**What to work on**
Scan the records that follow, and whenever a line has the word "ObserverConfig", copy it.

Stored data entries

/// JSON configuration handed to the browser host
use log::Level;
use serde::Deserialize;

use scroll3d_core::config::{DispatchConfig, ModelEntry, ObserverConfig, TimingsConfig};
use scroll3d_core::ShowcaseConfig;

#[derive(Debug, Clone, Deserialize)]
#[serde(default)]
pub struct WebConfig {
    pub models: Vec<ModelEntry>,
    pub timings: TimingsConfig,
    pub dispatch: DispatchConfig,
    pub observer: ObserverConfig,
    pub model_selector: String,
    pub container_selector: String,
    pub section_selector: String,
    pub active_class: String,
    pub loaded_class: String,
    pub log_level: Option<String>,
}

impl Default for WebConfig {
    fn default() -> Self {
        let showcase = ShowcaseConfig::default();
        Self {
            models: showcase.models,
            timings: showcase.timings,
            dispatch: showcase.dispatch,
            observer: showcase.observer,
            model_selector: "#ms3d-main-model".to_string(),
            container_selector: ".ms3d-container".to_string(),
            section_selector: ".ms3d-text-panel".to_string(),
            active_class: "active-section".to_string(),
            loaded_class: "ms3d-fade-effect".to_string(),
            log_level: None,
        }
    }
}

impl WebConfig {
    /// Empty input means all defaults
    pub fn from_json(input: &str) -> Result<Self, serde_json::Error> {
        if input.trim().is_empty() {
            return Ok(Self::default());
        }
        serde_json::from_str(input)
    }

    /// Showcase configuration for the sections found on the page
    pub fn showcase(&self, section_regions: Vec<String>) -> ShowcaseConfig {
        ShowcaseConfig {
            sections: section_regions,
            models: self.models.clone(),
            timings: self.timings.clone(),
            dispatch: self.dispatch.clone(),
            observer: self.observer.clone(),
        }
    }

    /// Console log level, `info` unless a known level name is configured
    pub fn log_level(&self) -> Level {
        self.log_level
            .as_deref()
            .and_then(|name| name.parse().ok())
            .unwrap_or(Level::Info)
    }

    /// `rootMargin` for the intersection observer, shrinking top and bottom
    pub fn root_margin(&self) -> String {
        let pct = self.observer.root_margin * 100.0;
        format!("-{pct}% 0px -{pct}% 0px")
    }
}

#[cfg(test)]
mod tests {
    use super::*;
    use scroll3d_core::ConfigError;

    #[test]
    fn test_empty_input_is_default() {
        let config = WebConfig::from_json("  ").unwrap();
        assert_eq!(config.models.len(), 5);
        assert_eq!(config.section_selector, ".ms3d-text-panel");
        assert_eq!(config.root_margin(), "-20% 0px -20% 0px");
        assert_eq!(config.log_level(), Level::Info);
    }

    #[test]
    fn test_log_level_names() {
        let config = WebConfig::from_json(r#"{ "log_level": "debug" }"#).unwrap();
        assert_eq!(config.log_level(), Level::Debug);
        let config = WebConfig::from_json(r#"{ "log_level": "chatty" }"#).unwrap();
        assert_eq!(config.log_level(), Level::Info);
    }

    #[test]
    fn test_partial_json() {
        let config = WebConfig::from_json(
            r#"{
                "models": [{ "src": "/a.glb", "camera_orbit": "0deg 90deg 100%" }],
                "dispatch": { "debounce_ms": 32 },
                "active_class": "is-active"
            }"#,
        )
        .unwrap();
        assert_eq!(config.models.len(), 1);
        assert_eq!(config.dispatch.debounce_ms, 32);
        assert_eq!(config.dispatch.startup_delay_ms, 500);
        assert_eq!(config.active_class, "is-active");
        assert_eq!(config.model_selector, "#ms3d-main-model");
    }

    #[test]
    fn test_section_count_must_match_models() {
        let config = WebConfig::default();
        let showcase = config.showcase(vec!["only".to_string()]);
        assert!(matches!(
            showcase.registry(),
            Err(ConfigError::LengthMismatch { sections: 1, bindings: 5 })
        ));
        assert!(WebConfig::from_json("{").is_err());
    }
}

**Solution for this task**
use scroll3d_core::config::{DispatchConfig, ModelEntry, ObserverConfig, TimingsConfig};
    pub observer: ObserverConfig,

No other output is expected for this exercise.